AI Stress: Humans Facing the Tech Tension

The impending wave of artificial intelligence (AI) causing job anxiety is taking a toll on mental health

AI Stress: Humans Facing the Tech Tension

Having worked as a software developer at a prominent tech company in San Francisco for six years, Liam, who is 34 years old, has derived satisfaction from his role and enjoys a substantial salary. Nevertheless, over the last six months, Liam has begun experiencing a sense of unease regarding the direction his career is taking. The cause of his apprehension stems from the incremental displacement of his position by artificial intelligence.

 

For some people, generative AI tools feel as if they’ve come on fast and furious. OpenAI’s ChatGPT broke out seemingly overnight, and the “AI arms race” is ramping up more every day, creating continuing uncertainty for workers.

 

Despite the unsettling nature of the new technology, it is suggested that workers need not succumb to existential dread. Individuals possess the ability to determine the extent of their concerns: they can opt to either "experience anxiety regarding AI or feel empowered by learning about it and leveraging it to their benefit."

 

The impending surge of artificial intelligence (AI) heading toward numerous professions has instilled profound anxiety among workers who are concerned about the potential erosion of their jobs. This has led to a growing impact on mental health.

 

While the majority of individuals do not experience this type of anxiety, those predisposed to anxious tendencies have effectively cultivated a fear of technology and machines, which manifests in intricate ways. For example, an initial observation might suggest that heightened concerns about privacy have no direct connection to the apprehension of sentient machines.
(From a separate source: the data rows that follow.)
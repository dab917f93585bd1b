use schemars::JsonSchema;
use serde::{Deserialize, Serialize};

#[derive(Debug, Clone, Serialize, Deserialize, PartialEq, JsonSchema)]
#[schemars(title = "Camera", inline)]
#[serde(default)]
/// Camera projection and orbit-control parameters.
pub struct CameraOptions {
    /// Vertical field of view in degrees.
    #[schemars(title = "Field of View", range(min = 20.0, max = 120.0), extend("step" = 1.0))]
    pub fovy: f32,
    /// Near clipping plane distance.
    #[schemars(skip)]
    pub znear: f32,
    /// Far clipping plane distance.
    #[schemars(skip)]
    pub zfar: f32,
    /// Initial eye position in world space.
    #[schemars(skip)]
    pub position: [f32; 3],
    /// Orbit pivot (look-at target) in world space.
    #[schemars(skip)]
    pub target: [f32; 3],
    /// Carry rotation/pan momentum across frames.
    #[schemars(title = "Damping")]
    pub enable_damping: bool,
    /// Fraction of the pending motion applied (and removed) per frame when
    /// damping is on.
    #[schemars(title = "Damping Factor", range(min = 0.01, max = 1.0), extend("step" = 0.01))]
    pub damping_factor: f32,
    /// Rotation sensitivity multiplier.
    #[schemars(title = "Rotate Speed", range(min = 0.1, max = 2.0), extend("step" = 0.05))]
    pub rotate_speed: f32,
    /// Pan sensitivity multiplier.
    #[schemars(title = "Pan Speed", range(min = 0.1, max = 2.0), extend("step" = 0.05))]
    pub pan_speed: f32,
    /// Zoom sensitivity multiplier.
    #[schemars(title = "Zoom Speed", range(min = 0.1, max = 2.0), extend("step" = 0.05))]
    pub zoom_speed: f32,
    /// Closest allowed eye-to-target distance.
    #[schemars(skip)]
    pub min_distance: f32,
    /// Farthest allowed eye-to-target distance.
    #[schemars(skip)]
    pub max_distance: f32,
}

impl Default for CameraOptions {
    fn default() -> Self {
        Self {
            fovy: 70.0,
            znear: 0.01,
            zfar: 1000.0,
            position: [97.352_41, 42.930_256, 17.705_496],
            target: [-13.491_064, 41.495_094, 15.395_572],
            enable_damping: false,
            damping_factor: 0.05,
            rotate_speed: 1.0,
            pan_speed: 1.0,
            zoom_speed: 1.0,
            min_distance: 0.0,
            max_distance: 1000.0,
        }
    }
}
use glam::{Mat4, Vec3};

/// Perspective camera defined by eye position, target, and projection
/// parameters.
///
/// The projection matrix is cached and recomputed synchronously whenever a
/// projection parameter changes through [`set_aspect`](Self::set_aspect) or
/// [`update_projection`](Self::update_projection).
#[derive(Debug, Clone, PartialEq)]
pub struct Camera {
    /// Eye (camera) position in world space.
    pub eye: Vec3,
    /// Look-at target position.
    pub target: Vec3,
    /// Up direction vector.
    pub up: Vec3,
    /// Viewport aspect ratio (width / height).
    pub aspect: f32,
    /// Vertical field of view in degrees.
    pub fovy: f32,
    /// Near clipping plane distance.
    pub znear: f32,
    /// Far clipping plane distance.
    pub zfar: f32,
    projection: Mat4,
}

#[repr(C)]
#[derive(Debug, Copy, Clone, bytemuck::Pod, bytemuck::Zeroable)]
/// GPU uniform buffer holding the view-projection matrix and eye position.
pub struct CameraUniform {
    /// Combined view-projection matrix.
    pub view_proj: [[f32; 4]; 4],
    /// Camera world-space position.
    pub position: [f32; 3],
    /// Viewport aspect ratio.
    pub aspect: f32,
}

impl Default for Camera {
    fn default() -> Self {
        Self::new(Vec3::new(0.0, 0.0, 5.0), Vec3::ZERO, 1.0, 70.0, 0.01, 1000.0)
    }
}

impl Camera {
    /// Build a camera looking from `eye` at `target` with Y up.
    #[must_use]
    pub fn new(eye: Vec3, target: Vec3, aspect: f32, fovy: f32, znear: f32, zfar: f32) -> Self {
        let mut camera = Self {
            eye,
            target,
            up: Vec3::Y,
            aspect,
            fovy,
            znear,
            zfar,
            projection: Mat4::IDENTITY,
        };
        camera.update_projection();
        camera
    }

    /// Set the aspect ratio and recompute the projection matrix.
    pub fn set_aspect(&mut self, aspect: f32) {
        self.aspect = aspect;
        self.update_projection();
    }

    /// Recompute the cached projection after editing `fovy`, `znear`,
    /// `zfar` or `aspect` directly.
    pub fn update_projection(&mut self) {
        // perspective_rh already uses [0,1] depth range (wgpu/Vulkan
        // convention)
        self.projection = Mat4::perspective_rh(
            self.fovy.to_radians(),
            self.aspect,
            self.znear,
            self.zfar,
        );
    }

    /// Cached projection matrix.
    #[must_use]
    pub fn projection(&self) -> Mat4 {
        self.projection
    }

    /// World-to-view matrix.
    #[must_use]
    pub fn view(&self) -> Mat4 {
        Mat4::look_at_rh(self.eye, self.target, self.up)
    }

    /// Build the combined view-projection matrix.
    #[must_use]
    pub fn build_matrix(&self) -> Mat4 {
        self.projection * self.view()
    }

    /// Unit vector from eye toward target.
    #[must_use]
    pub fn forward(&self) -> Vec3 {
        (self.target - self.eye).normalize_or(Vec3::NEG_Z)
    }

    /// Camera-space right vector in world coordinates.
    #[must_use]
    pub fn right(&self) -> Vec3 {
        self.forward().cross(self.up).normalize_or(Vec3::X)
    }

    /// Camera-space up vector in world coordinates (orthogonal to forward).
    #[must_use]
    pub fn screen_up(&self) -> Vec3 {
        self.right().cross(self.forward())
    }
}

impl Default for CameraUniform {
    fn default() -> Self {
        Self::new()
    }
}

impl CameraUniform {
    /// Create a new camera uniform with identity view-projection.
    #[must_use]
    pub fn new() -> Self {
        Self {
            view_proj: Mat4::IDENTITY.to_cols_array_2d(),
            position: [0.0; 3],
            aspect: 1.0,
        }
    }

    /// Update uniform fields from the given camera's current state.
    pub fn update_view_proj(&mut self, camera: &Camera) {
        self.view_proj = camera.build_matrix().to_cols_array_2d();
        self.position = camera.eye.to_array();
        self.aspect = camera.aspect;
    }
}
//! Shared wgpu boilerplate for the chain's passes.

/// Fragment-visible, filterable float 2D texture binding.
#[must_use]
pub fn texture_2d(binding: u32) -> wgpu::BindGroupLayoutEntry {
    wgpu::BindGroupLayoutEntry {
        binding,
        visibility: wgpu::ShaderStages::FRAGMENT,
        ty: wgpu::BindingType::Texture {
            sample_type: wgpu::TextureSampleType::Float { filterable: true },
            view_dimension: wgpu::TextureViewDimension::D2,
            multisampled: false,
        },
        count: None,
    }
}

/// Fragment-visible filtering sampler binding.
#[must_use]
pub fn filtering_sampler(binding: u32) -> wgpu::BindGroupLayoutEntry {
    wgpu::BindGroupLayoutEntry {
        binding,
        visibility: wgpu::ShaderStages::FRAGMENT,
        ty: wgpu::BindingType::Sampler(wgpu::SamplerBindingType::Filtering),
        count: None,
    }
}

/// Uniform buffer binding visible to `visibility`.
#[must_use]
pub fn uniform_buffer(
    binding: u32,
    visibility: wgpu::ShaderStages,
) -> wgpu::BindGroupLayoutEntry {
    wgpu::BindGroupLayoutEntry {
        binding,
        visibility,
        ty: wgpu::BindingType::Buffer {
            ty: wgpu::BufferBindingType::Uniform,
            has_dynamic_offset: false,
            min_binding_size: None,
        },
        count: None,
    }
}

/// Bind group layout of a full-screen pass: the source frame at 0, its
/// sampler at 1 and, when `with_params` is set, a uniform block at 2.
#[must_use]
pub fn screen_pass_layout(
    device: &wgpu::Device,
    label: &str,
    with_params: bool,
) -> wgpu::BindGroupLayout {
    let mut entries = vec![texture_2d(0), filtering_sampler(1)];
    if with_params {
        entries.push(uniform_buffer(2, wgpu::ShaderStages::FRAGMENT));
    }
    device.create_bind_group_layout(&wgpu::BindGroupLayoutDescriptor {
        label: Some(&format!("{label} Bind Group Layout")),
        entries: &entries,
    })
}

/// Create a full-screen render pipeline with `vs_main` / `fs_main` entry
/// points, no vertex buffers, and a single color target.
#[must_use]
pub fn create_screen_space_pipeline(
    device: &wgpu::Device,
    label: &str,
    shader: &wgpu::ShaderModule,
    format: wgpu::TextureFormat,
    bind_group_layouts: &[&wgpu::BindGroupLayout],
) -> wgpu::RenderPipeline {
    let pipeline_layout =
        device.create_pipeline_layout(&wgpu::PipelineLayoutDescriptor {
            label: Some(&format!("{label} Pipeline Layout")),
            bind_group_layouts,
            push_constant_ranges: &[],
        });
    device.create_render_pipeline(&wgpu::RenderPipelineDescriptor {
        label: Some(&format!("{label} Pipeline ({format:?})")),
        layout: Some(&pipeline_layout),
        vertex: wgpu::VertexState {
            module: shader,
            entry_point: Some("vs_main"),
            buffers: &[],
            compilation_options: Default::default(),
        },
        fragment: Some(wgpu::FragmentState {
            module: shader,
            entry_point: Some("fs_main"),
            targets: &[Some(wgpu::ColorTargetState {
                format,
                blend: None,
                write_mask: wgpu::ColorWrites::ALL,
            })],
            compilation_options: Default::default(),
        }),
        primitive: wgpu::PrimitiveState::default(),
        depth_stencil: None,
        multisample: wgpu::MultisampleState::default(),
        multiview: None,
        cache: None,
    })
}

/// ClampToEdge + Linear sampler.
#[must_use]
pub fn linear_sampler(device: &wgpu::Device, label: &str) -> wgpu::Sampler {
    device.create_sampler(&wgpu::SamplerDescriptor {
        label: Some(label),
        address_mode_u: wgpu::AddressMode::ClampToEdge,
        address_mode_v: wgpu::AddressMode::ClampToEdge,
        mag_filter: wgpu::FilterMode::Linear,
        min_filter: wgpu::FilterMode::Linear,
        ..Default::default()
    })
}

/// Color attachment that clears to `clear` (or loads when `None`) and
/// stores, optionally resolving into `resolve_target`.
#[must_use]
pub fn color_attachment<'a>(
    view: &'a wgpu::TextureView,
    resolve_target: Option<&'a wgpu::TextureView>,
    clear: Option<wgpu::Color>,
) -> wgpu::RenderPassColorAttachment<'a> {
    wgpu::RenderPassColorAttachment {
        view,
        resolve_target,
        ops: wgpu::Operations {
            load: clear.map_or(wgpu::LoadOp::Load, wgpu::LoadOp::Clear),
            store: wgpu::StoreOp::Store,
        },
        depth_slice: None,
    }
}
However, I contend that both stem from the same source of anxiety in a select few, seeking expression through various seemingly unrelated concerns.

 

In conclusion, our study acknowledges limitations that should be considered in interpreting the findings. The AI anxiety model outlined does not encompass cultural factors, and the data collected from individuals in China may not necessarily apply to populations in other countries. To ensure the broader validity and reliability of the model, a cross-national survey is recommended to explore the theoretical stability of AI anxiety acquisition. Recognizing these limitations is crucial for refining future research efforts and gaining a more comprehensive understanding of the global implications of AI anxiety.